O'Neill's 1920s plays include a host of classics and near-classics such as Anna Christie, The Emperor Jones, Desire Under the Elms, and Strange Interlude, but he reached a new peak in theatre with the 1931 production of Mourning Becomes Electra. Long fascinated by the power of ancient Greek drama (traces of which show in earlier works), O'Neill based his play on Aeschylus' Orestia. But while O'Neill borrows both the story and numerous devices from ancient Greek theatre, he is no slave to either plot or style: he transposes the tale to post-Civil War New England, where the ancient tale of incestuous love, revenge, murder, and insanity plays out with a ferocity to rival the original.

Mourning Becomes Electra also rivals the original in length: it has a performance time of some six hours. In the original 1931 Theatre Guild production, which starred Alice Brady and the legendary Alla Nazimova, the first curtain rose at 4:00 pm in the afternoon and with intermissions the play continued until about 11:00 pm.
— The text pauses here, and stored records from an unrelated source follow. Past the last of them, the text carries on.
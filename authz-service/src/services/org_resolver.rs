//! Organization-id resolution.
//!
//! Pure function, no I/O. The precedence order is load-bearing: the path
//! parameter names the resource the route itself is scoped to, so it must
//! win over body and query content, which the caller fully controls. A
//! request cannot switch organizations by smuggling a different id into its
//! payload.

use serde_json::Value;

/// Accepted path parameter names, in match order.
const PATH_ALIASES: [&str; 3] = ["id", "organizationId", "orgId"];

/// Accepted body field / query parameter names, in match order.
const FIELD_ALIASES: [&str; 3] = ["organizationId", "orgId", "organization_id"];

/// Extracts the target organization id from a request's parameter locations.
///
/// Precedence, first match wins: path parameter, then JSON body field, then
/// query parameter. Identifiers are opaque strings here; the only validation
/// is non-empty after trimming. Returns `None` when nothing matches.
pub fn resolve_org_id(
    path_params: &[(String, String)],
    body: Option<&Value>,
    query: Option<&str>,
) -> Option<String> {
    for alias in PATH_ALIASES {
        if let Some((_, value)) = path_params.iter().find(|(name, _)| name == alias) {
            if let Some(value) = non_empty(value) {
                return Some(value);
            }
        }
    }

    if let Some(Value::Object(fields)) = body {
        for alias in FIELD_ALIASES {
            if let Some(value) = fields.get(alias) {
                let text = match value {
                    Value::String(s) => s.clone(),
                    Value::Number(n) => n.to_string(),
                    _ => continue,
                };
                if let Some(value) = non_empty(&text) {
                    return Some(value);
                }
            }
        }
    }

    if let Some(query) = query {
        let params: Vec<(String, String)> = serde_urlencoded::from_str(query).unwrap_or_default();
        for alias in FIELD_ALIASES {
            if let Some((_, value)) = params.iter().find(|(name, _)| name == alias) {
                if let Some(value) = non_empty(value) {
                    return Some(value);
                }
            }
        }
    }

    None
}

fn non_empty(value: &str) -> Option<String> {
    let trimmed = value.trim();
    if trimmed.is_empty() {
        None
    } else {
        Some(trimmed.to_string())
    }
}
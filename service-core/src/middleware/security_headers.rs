use axum::{extract::Request, http::header, middleware::Next, response::IntoResponse};

pub async fn security_headers_middleware(req: Request, next: Next) -> impl IntoResponse {
    let mut response = next.run(req).await;
    let headers = response.headers_mut();

    headers.insert(
        header::X_CONTENT_TYPE_OPTIONS,
        header::HeaderValue::from_static("nosniff"),
    );
    headers.insert(
        header::STRICT_TRANSPORT_SECURITY,
        header::HeaderValue::from_static("max-age=31536000; includeSubDomains"),
    );
    headers.insert(
        header::CONTENT_SECURITY_POLICY,
        header::HeaderValue::from_static("default-src 'none'; frame-ancestors 'none'"),
    );
    headers.insert(
        header::X_FRAME_OPTIONS,
        header::HeaderValue::from_static("DENY"),
    );

    response
}
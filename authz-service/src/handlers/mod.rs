//! HTTP handlers.

pub mod audit;
pub mod org;
pub mod user;

use axum::extract::{Json, State};
use serde_json::json;

use crate::AppState;
use service_core::error::AppError;

/// Liveness and store connectivity probe.
///
/// GET /health
pub async fn health_check(
    State(state): State<AppState>,
) -> Result<Json<serde_json::Value>, AppError> {
    state.store.health_check().await?;

    Ok(Json(json!({
        "status": "healthy",
        "service": state.config.service_name,
        "version": state.config.service_version,
    })))
}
In spite of the tremendous demand the play made on its audience, it proved a resounding success--and although it is now sometimes played over the course of three nights instead of in a single marathon performance, it continues to be revived with great success to this day.
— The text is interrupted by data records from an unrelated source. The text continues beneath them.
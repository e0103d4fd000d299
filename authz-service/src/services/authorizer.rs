//! Membership authorization.
//!
//! Single choke point for every organization-scoped route. Outcomes are
//! values, not exceptions: the guard converts a `Deny` into the structured
//! error response, and a store failure is always a denial (fail closed).

use service_core::error::AppError;
use service_core::middleware::tracing::RequestContext;
use std::sync::Arc;
use uuid::Uuid;

use crate::models::{OrgMembership, Role, User};
use crate::services::database::AuthzStore;
use crate::services::security_events::{
    Decision, SecurityEvent, SecurityEventKind, SecurityEventLogger,
};

/// Proof of a granted organization access, inserted into request extensions
/// for the downstream handler.
#[derive(Debug, Clone)]
pub struct OrgAccess {
    pub organization_id: Uuid,
    /// The caller's membership role. `None` when access came through the
    /// super-admin bypass, which consults no membership row.
    pub role: Option<Role>,
    pub via_super_admin: bool,
}

#[derive(Clone)]
pub struct MembershipAuthorizer {
    store: Arc<dyn AuthzStore>,
    events: SecurityEventLogger,
}

impl MembershipAuthorizer {
    pub fn new(store: Arc<dyn AuthzStore>, events: SecurityEventLogger) -> Self {
        Self { store, events }
    }

    /// Decides whether `user` may act on the organization named by
    /// `org_ref` at `required` privilege.
    ///
    /// Every terminal outcome emits a security event carrying the request's
    /// correlation id. Store failures map to a 500 and never fall through
    /// to the handler.
    pub async fn authorize(
        &self,
        user: &User,
        org_ref: Option<&str>,
        required: Role,
        allow_super_admin_bypass: bool,
        ctx: &RequestContext,
    ) -> Result<OrgAccess, AppError> {
        let base_event = |event: SecurityEvent| {
            event
                .request_id(&ctx.request_id)
                .user_id(user.id)
                .required_role(required)
                .path(&ctx.path)
                .method(&ctx.method)
                .ip_address(&ctx.ip_address)
        };

        let org_ref = match org_ref {
            Some(r) => r,
            None => {
                self.events.log(
                    SecurityEventKind::OrgAccessDenied,
                    base_event(SecurityEvent::new())
                        .decision(Decision::Deny)
                        .reason("organization id missing from request"),
                );
                return Err(AppError::BadRequest(anyhow::anyhow!(
                    "Organization id is required"
                )));
            }
        };

        let organization_id = match org_ref.parse::<Uuid>() {
            Ok(id) => id,
            Err(_) => {
                self.events.log(
                    SecurityEventKind::OrgAccessDenied,
                    base_event(SecurityEvent::new())
                        .organization_id(org_ref)
                        .decision(Decision::Deny)
                        .reason("organization id is not a valid key"),
                );
                return Err(AppError::BadRequest(anyhow::anyhow!(
                    "Invalid organization id"
                )));
            }
        };

        if allow_super_admin_bypass && user.is_super_admin {
            self.events.log(
                SecurityEventKind::OrgAccessSuperAdmin,
                base_event(SecurityEvent::new())
                    .organization_id(organization_id)
                    .decision(Decision::Grant)
                    .reason("super admin bypass"),
            );
            return Ok(OrgAccess {
                organization_id,
                role: None,
                via_super_admin: true,
            });
        }

        // Organization existence and active membership in one round trip.
        let access = match self.store.find_org_access(organization_id, user.id).await {
            Ok(access) => access,
            Err(err) => {
                // Fail closed: an unreachable store is a denial, logged
                // distinctly from an active deny.
                self.events.log(
                    SecurityEventKind::OrgAccessError,
                    base_event(SecurityEvent::new())
                        .organization_id(organization_id)
                        .decision(Decision::Error)
                        .reason(err.to_string()),
                );
                return Err(err);
            }
        };

        let row = match access {
            Some(row) if row.organization_active => row,
            Some(_) => {
                self.events.log(
                    SecurityEventKind::OrgAccessDenied,
                    base_event(SecurityEvent::new())
                        .organization_id(organization_id)
                        .decision(Decision::Deny)
                        .reason("organization is deactivated"),
                );
                return Err(AppError::NotFound(anyhow::anyhow!("Organization not found")));
            }
            None => {
                self.events.log(
                    SecurityEventKind::OrgAccessDenied,
                    base_event(SecurityEvent::new())
                        .organization_id(organization_id)
                        .decision(Decision::Deny)
                        .reason("organization does not exist"),
                );
                return Err(AppError::NotFound(anyhow::anyhow!("Organization not found")));
            }
        };

        let actual = match row.membership_role.as_deref() {
            None => {
                self.events.log(
                    SecurityEventKind::OrgAccessDenied,
                    base_event(SecurityEvent::new())
                        .organization_id(organization_id)
                        .decision(Decision::Deny)
                        .reason("not a member"),
                );
                return Err(AppError::Forbidden(anyhow::anyhow!(
                    "Insufficient permissions for this organization"
                )));
            }
            Some(raw) => match raw.parse::<Role>() {
                Ok(role) => role,
                Err(_) => {
                    // A membership row carrying an unknown role is treated
                    // like a store fault, not a grant.
                    self.events.log(
                        SecurityEventKind::OrgAccessError,
                        base_event(SecurityEvent::new())
                            .organization_id(organization_id)
                            .decision(Decision::Error)
                            .reason(format!("membership has unknown role '{}'", raw)),
                    );
                    return Err(AppError::InternalError(anyhow::anyhow!(
                        "invalid membership role"
                    )));
                }
            },
        };

        if !actual.satisfies(required) {
            self.events.log(
                SecurityEventKind::OrgAccessDenied,
                base_event(SecurityEvent::new())
                    .organization_id(organization_id)
                    .actual_role(Some(actual))
                    .decision(Decision::Deny)
                    .reason("insufficient role"),
            );
            return Err(AppError::Forbidden(anyhow::anyhow!(
                "Insufficient permissions for this organization"
            )));
        }

        self.events.log(
            SecurityEventKind::OrgAccessGranted,
            base_event(SecurityEvent::new())
                .organization_id(organization_id)
                .actual_role(Some(actual))
                .decision(Decision::Grant)
                .reason("membership satisfies required role"),
        );

        Ok(OrgAccess {
            organization_id,
            role: Some(actual),
            via_super_admin: false,
        })
    }

    /// Grants or updates a membership. Upsert on the (user, organization)
    /// unique pair: calling this twice leaves one active row with the
    /// latest role.
    pub async fn add_membership(
        &self,
        user_id: &str,
        organization_id: &str,
        role: Role,
        invited_by: Option<Uuid>,
    ) -> Result<OrgMembership, AppError> {
        let user_id = user_id
            .parse::<Uuid>()
            .map_err(|_| AppError::BadRequest(anyhow::anyhow!("Invalid user id")))?;
        let organization_id = organization_id
            .parse::<Uuid>()
            .map_err(|_| AppError::BadRequest(anyhow::anyhow!("Invalid organization id")))?;

        // Resolve the canonical organization before touching memberships.
        let org = self
            .store
            .find_organization_by_id(organization_id)
            .await?
            .ok_or_else(|| AppError::NotFound(anyhow::anyhow!("Organization not found")))?;

        self.store
            .find_user_by_id(user_id)
            .await?
            .ok_or_else(|| AppError::NotFound(anyhow::anyhow!("User not found")))?;

        self.store
            .upsert_membership(user_id, org.id, role, invited_by)
            .await
    }

    /// Display accessor for a caller's membership role. Intentionally
    /// conflates every failure into `None`: this is never used for gating.
    pub async fn membership_role(&self, user_id: Uuid, organization_id: Uuid) -> Option<Role> {
        match self.store.find_membership(user_id, organization_id).await {
            Ok(Some(m)) if m.is_active => m.parsed_role(),
            _ => None,
        }
    }
}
With such a long running time, it need hardly be said the story is complex--but like many O'Neill dramas it is more complex in character, psychology, and emotion than in actual plot. The Mannon family has dominated their small New England town for several generations and in the process has become tainted by a devotion to perceived duty that actually masks unnatural desires and devotions between members of the family. The story opens as a duel between mother Christine Mannon and daughter Lavinia: in husband Ezra's absence during the Civil War, Christine has embarked upon a love affair with her husband's cousin. Motivated by her unnatural emotional bond with her father, unnatural jealousy of her mother, and her need to keep up family appearances, Lavinia attempts to blackmail Christine into ending the affair. But her blackmail is miscalculated: it precipitates a cycle of confrontation, revenge, murder, and suicide that sprawls in remarkable melodramatic, psychological, and symbolic glory over the course of thirteen acts.

This is truly an extraordinary play, and one that should be read (and if at all possible seen) by any one seriously interested in theatre arts. Even so, I hesitate to recommend it (or any O'Neill script for that matter) to readers who lack a strong background in theatre. On the printed page, O'Neill's dialogue frequently seems flat and his constructions have an awkward feel--qualities that are not apparent when his works are well performed. And although O'Neill is usually very specific about stage design and stage business, it is often extremely difficult for the novice to envision what his plays are like when they are actually before an audience. Consequently, inexperienced playreaders are likely to find his work very challenging indeed. But in a very real sense, and in spite of these challenges, Mourning Becomes Electra is an experience that should not be missed. Strongly recommended.